[PROBLEM TO SOLVE] Transcribe the records word for word, beginning with the first line and ending with the line that contains "on the page."; include nothing else.

[INPUT FOR THIS TASK]
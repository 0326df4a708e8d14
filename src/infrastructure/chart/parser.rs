//! Panel chart parsing.
//!
//! The chart is one HTML table with a row per week. A data row has at least
//! 16 cells: a `"DD/MM/YYYY to DD/MM/YYYY"` range followed by an
//! `open3 | double | close3` triple for each day Monday to Friday.

use crate::domain::draw::{Double, DrawProvenance, DrawRecord, Panel};
use crate::domain::errors::{DrawError, IngestError};
use chrono::{DateTime, Days, NaiveDate, Utc};
use tracing::{debug, warn};

/// Date cell plus five day triples.
pub const MIN_DATA_CELLS: usize = 16;
pub const DAYS_PER_ROW: usize = 5;

const DATE_FORMATS: &[&str] = &["%d/%m/%Y", "%m/%d/%Y", "%Y-%m-%d"];

/// One `<tr>` of the chart
#[derive(Debug, Clone, PartialEq)]
pub struct ChartRow {
    pub raw: String,
    pub cells: Vec<String>,
}

/// Every valid draw on the chart, plus the number of day slots rejected.
#[derive(Debug, Clone, Default)]
pub struct ChartHistory {
    pub records: Vec<DrawRecord>,
    pub skipped: usize,
}

/// Data rows of the first table on the page.
pub fn extract_rows(html: &str) -> Result<Vec<ChartRow>, IngestError> {
    let lower = html.to_ascii_lowercase();
    let start = find_tag(&lower, "table", 0).ok_or(IngestError::NoTable)?;
    let end = lower[start..]
        .find("</table")
        .map(|i| start + i)
        .unwrap_or(html.len());

    let mut rows = Vec::new();
    let mut cursor = start;
    while let Some(row_start) = find_tag(&lower, "tr", cursor).filter(|&i| i < end) {
        let row_end = next_boundary(&lower, row_start + 3, end, &["</tr", "<tr"]);
        let cells = extract_cells(&html[row_start..row_end], &lower[row_start..row_end]);
        if cells.len() >= MIN_DATA_CELLS {
            rows.push(ChartRow {
                raw: html[row_start..row_end].trim().to_string(),
                cells,
            });
        }
        cursor = row_end;
    }
    debug!("Found {} data rows in the table", rows.len());
    Ok(rows)
}

/// Start of a `"start to end"` range.
pub fn parse_range_start(range: &str) -> Result<NaiveDate, DrawError> {
    let invalid = |reason: &str| DrawError::InvalidDateRange {
        value: range.to_string(),
        reason: reason.to_string(),
    };
    let to_index = range
        .to_ascii_lowercase()
        .find("to")
        .filter(|&i| i > 0)
        .ok_or_else(|| invalid("missing 'to' separator"))?;
    let start = range[..to_index].trim();
    DATE_FORMATS
        .iter()
        .find_map(|fmt| NaiveDate::parse_from_str(start, fmt).ok())
        .ok_or_else(|| invalid("unrecognised start date"))
}

/// Friday draw of the last week on the chart.
pub fn parse_latest(
    html: &str,
    source_url: &str,
    fetched_at: DateTime<Utc>,
) -> Result<DrawRecord, IngestError> {
    let rows = extract_rows(html)?;
    let row = rows.last().ok_or(IngestError::NoDataRows)?;
    let start = parse_range_start(&row.cells[0])?;
    let provenance = DrawProvenance {
        raw_source: row.raw.clone(),
        source_url: source_url.to_string(),
        fetched_at,
    };
    day_record(row, start, DAYS_PER_ROW - 1, provenance).map_err(|reason| {
        IngestError::InvalidRow {
            date: row.cells[0].clone(),
            reason,
        }
    })
}

/// Every valid day of every row, ascending by date.
pub fn parse_history(
    html: &str,
    source_url: &str,
    fetched_at: DateTime<Utc>,
) -> Result<ChartHistory, IngestError> {
    let rows = extract_rows(html)?;
    if rows.is_empty() {
        return Err(IngestError::NoDataRows);
    }

    let mut history = ChartHistory::default();
    for (index, row) in rows.iter().enumerate() {
        let start = match parse_range_start(&row.cells[0]) {
            Ok(date) => date,
            Err(e) => {
                warn!("Skipping row {}: {}", index, e);
                history.skipped += DAYS_PER_ROW;
                continue;
            }
        };
        for day in 0..DAYS_PER_ROW {
            let provenance = DrawProvenance {
                raw_source: row.raw.clone(),
                source_url: source_url.to_string(),
                fetched_at,
            };
            match day_record(row, start, day, provenance) {
                Ok(record) => history.records.push(record),
                Err(reason) => {
                    warn!("Invalid data in row {} day {}: {}", index, day + 1, reason);
                    history.skipped += 1;
                }
            }
        }
    }
    history.records.sort_by_key(|r| r.date);
    Ok(history)
}

fn day_record(
    row: &ChartRow,
    start: NaiveDate,
    day: usize,
    provenance: DrawProvenance,
) -> Result<DrawRecord, String> {
    let base = 1 + day * 3;
    let cell = |offset: usize| {
        row.cells
            .get(base + offset)
            .map(|c| compact(c))
            .unwrap_or_default()
    };
    let open3: Panel = cell(0).parse().map_err(|e: DrawError| e.to_string())?;
    let double: Double = cell(1).parse().map_err(|e: DrawError| e.to_string())?;
    let close3: Panel = cell(2).parse().map_err(|e: DrawError| e.to_string())?;
    let date = start
        .checked_add_days(Days::new(day as u64))
        .ok_or_else(|| format!("date overflow from {}", start))?;
    Ok(DrawRecord::new(date, open3, close3, double, provenance))
}

/// Position of the next `<name` opening tag at or after `from`.
fn find_tag(lower: &str, name: &str, from: usize) -> Option<usize> {
    let needle = format!("<{}", name);
    let mut cursor = from;
    while let Some(offset) = lower.get(cursor..)?.find(&needle) {
        let at = cursor + offset;
        match lower.as_bytes().get(at + needle.len()) {
            Some(b'>') | Some(b'/') => return Some(at),
            Some(b) if b.is_ascii_whitespace() => return Some(at),
            None => return None,
            _ => cursor = at + needle.len(),
        }
    }
    None
}

fn next_boundary(lower: &str, from: usize, limit: usize, markers: &[&str]) -> usize {
    markers
        .iter()
        .filter_map(|m| lower.get(from..limit)?.find(m).map(|i| from + i))
        .min()
        .unwrap_or(limit)
}

fn extract_cells(row: &str, lower: &str) -> Vec<String> {
    let mut cells = Vec::new();
    let mut cursor = 0;
    while let Some(tag) = find_tag(lower, "td", cursor) {
        let Some(open_end) = lower[tag..].find('>').map(|i| tag + i + 1) else {
            break;
        };
        let close = next_boundary(lower, open_end, lower.len(), &["</td", "<td"]);
        cells.push(cell_text(&row[open_end..close]));
        cursor = close;
    }
    cells
}

/// Visible text of a cell, whitespace-normalised.
fn cell_text(fragment: &str) -> String {
    let mut text = String::with_capacity(fragment.len());
    let mut in_tag = false;
    for c in fragment.chars() {
        match c {
            '<' => {
                in_tag = true;
                text.push(' ');
            }
            '>' => in_tag = false,
            _ if !in_tag => text.push(c),
            _ => {}
        }
    }
    text.replace("&nbsp;", " ")
        .replace("&amp;", "&")
        .split_whitespace()
        .collect::<Vec<_>>()
        .join(" ")
}

/// Digits printed across line breaks (`1<br>3<br>8`) read as one value.
fn compact(text: &str) -> String {
    text.chars().filter(|c| !c.is_whitespace()).collect()
}

#[cfg(test)]
mod tests {
    use super::*;

    fn week(range: &str, days: [(&str, &str, &str); 5]) -> String {
        let mut row = format!("<tr><td>{}</td>", range);
        for (open3, double, close3) in days {
            row.push_str(&format!(
                "<td class=\"cc\">{}</td><td>{}</td><td>{}</td>",
                open3, double, close3
            ));
        }
        row.push_str("</tr>");
        row
    }

    fn page(rows: &[String]) -> String {
        format!(
            "<html><body><TABLE class=\"panel\"><tr><th>Date</th><th>Mon</th></tr>{}</TABLE></body></html>",
            rows.join("\n")
        )
    }

    fn fetched() -> DateTime<Utc> {
        Utc::now()
    }

    #[test]
    fn test_range_start_formats() {
        let jan1 = NaiveDate::from_ymd_opt(2024, 1, 1).unwrap();
        assert_eq!(parse_range_start("01/01/2024 to 07/01/2024").unwrap(), jan1);
        assert_eq!(parse_range_start("01/01/2024to07/01/2024").unwrap(), jan1);
        assert_eq!(parse_range_start("2024-01-01 To 2024-01-07").unwrap(), jan1);
        // Month-first fallback when day-first is impossible.
        assert_eq!(
            parse_range_start("12/25/2023 to 12/29/2023").unwrap(),
            NaiveDate::from_ymd_opt(2023, 12, 25).unwrap()
        );
        assert!(parse_range_start("to 07/01/2024").is_err());
        assert!(parse_range_start("yesterday").is_err());
    }

    #[test]
    fn test_latest_is_friday_of_last_row() {
        let html = page(&[
            week("25/12/2023 to 29/12/2023", [("111", "33", "111"); 5]),
            week(
                "01/01/2024 to 07/01/2024",
                [
                    ("123", "61", "456"),
                    ("234", "90", "345"),
                    ("***", "**", "***"),
                    ("389", "07", "124"),
                    ("1<br>3<br>8", "23", "5 7 0"),
                ],
            ),
        ]);

        let record = parse_latest(&html, "http://chart", fetched()).unwrap();
        assert_eq!(record.date, NaiveDate::from_ymd_opt(2024, 1, 5).unwrap());
        assert_eq!(record.double.value(), 23);
        assert_eq!(record.open3.to_string(), "138");
        assert_eq!(record.close3.to_string(), "570");
        assert!(record.provenance.raw_source.starts_with("<tr>"));
        assert_eq!(record.provenance.source_url, "http://chart");
    }

    #[test]
    fn test_history_skips_invalid_days() {
        let html = page(&[
            week(
                "01/01/2024 to 07/01/2024",
                [
                    ("123", "61", "456"),
                    ("234", "90", "345"),
                    ("***", "**", "***"),
                    ("389", "07", "124"),
                    ("138", "23", "570"),
                ],
            ),
            week("bad range", [("111", "33", "111"); 5]),
        ]);

        let history = parse_history(&html, "http://chart", fetched()).unwrap();
        assert_eq!(history.records.len(), 4);
        assert_eq!(history.skipped, 6);
        let dates: Vec<String> = history.records.iter().map(|r| r.date.to_string()).collect();
        assert_eq!(dates, vec!["2024-01-01", "2024-01-02", "2024-01-04", "2024-01-05"]);
    }

    #[test]
    fn test_invalid_latest_day_is_error() {
        let html = page(&[week("01/01/2024 to 07/01/2024", [("***", "**", "***"); 5])]);
        assert!(matches!(
            parse_latest(&html, "u", fetched()),
            Err(IngestError::InvalidRow { .. })
        ));
    }

    #[test]
    fn test_missing_table_and_rows() {
        assert!(matches!(
            parse_latest("<html><p>closed</p></html>", "u", fetched()),
            Err(IngestError::NoTable)
        ));
        assert!(matches!(
            parse_latest(&page(&[]), "u", fetched()),
            Err(IngestError::NoDataRows)
        ));
    }

    #[test]
    fn test_short_rows_are_ignored() {
        let html = page(&["<tr><td>01/01/2024 to 07/01/2024</td><td>123</td></tr>".to_string()]);
        assert!(extract_rows(&html).unwrap().is_empty());
    }
}
//! Configuration module.
//!
//! Structured configuration loaded from environment variables (a `.env` file
//! is honoured by the binaries), organized by concern: storage, scraping and
//! training.

mod scraper_config;
mod storage_config;
mod training_config;

pub use scraper_config::ScraperEnvConfig;
pub use storage_config::StorageEnvConfig;
pub use training_config::TrainingEnvConfig;

use crate::application::ml::grid_search::HyperparameterGrid;
use anyhow::{Context, Result};
use std::path::Path;

/// Main application configuration
#[derive(Debug, Clone, Default, PartialEq)]
pub struct AppConfig {
    pub storage: StorageEnvConfig,
    pub scraper: ScraperEnvConfig,
    pub training: TrainingEnvConfig,
}

impl AppConfig {
    pub fn from_env() -> Result<Self> {
        Ok(Self {
            storage: StorageEnvConfig::from_env(),
            scraper: ScraperEnvConfig::from_env().context("Failed to load scraper config")?,
            training: TrainingEnvConfig::from_env().context("Failed to load training config")?,
        })
    }
}

/// Grid from `path` when given, otherwise the default grid.
pub fn load_grid(path: Option<&Path>) -> Result<HyperparameterGrid> {
    match path {
        Some(p) => HyperparameterGrid::from_toml_file(p),
        None => Ok(HyperparameterGrid::default()),
    }
}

[ANSWER TO THE PROBLEM]
repository 0326df4a708e8d14
filename src/infrastructure/chart/parser.rs
//! Panel chart parsing.
//!
//! The chart is one HTML table with a row per week. A data row has at least
//! 16 cells: a `"DD/MM/YYYY to DD/MM/YYYY"` range followed by an
//! `open3 | double | close3` triple for each day Monday to Friday.

use crate::domain::draw::{Double, DrawProvenance, DrawRecord, Panel};
use crate::domain::errors::{DrawError, IngestError};
use chrono::{DateTime, Days, NaiveDate, Utc};
use tracing::{debug, warn};

/// Date cell plus five day triples.
pub const MIN_DATA_CELLS: usize = 16;
pub const DAYS_PER_ROW: usize = 5;

const DATE_FORMATS: &[&str] = &["%d/%m/%Y", "%m/%d/%Y", "%Y-%m-%d"];

/// One `<tr>` of the chart
#[derive(Debug, Clone, PartialEq)]
pub struct ChartRow {
    pub raw: String,
    pub cells: Vec<String>,
}

/// Every valid draw on the chart, plus the number of day slots rejected.
#[derive(Debug, Clone, Default)]
pub struct ChartHistory {
    pub records: Vec<DrawRecord>,
    pub skipped: usize,
}

/// Data rows of the first table on the page.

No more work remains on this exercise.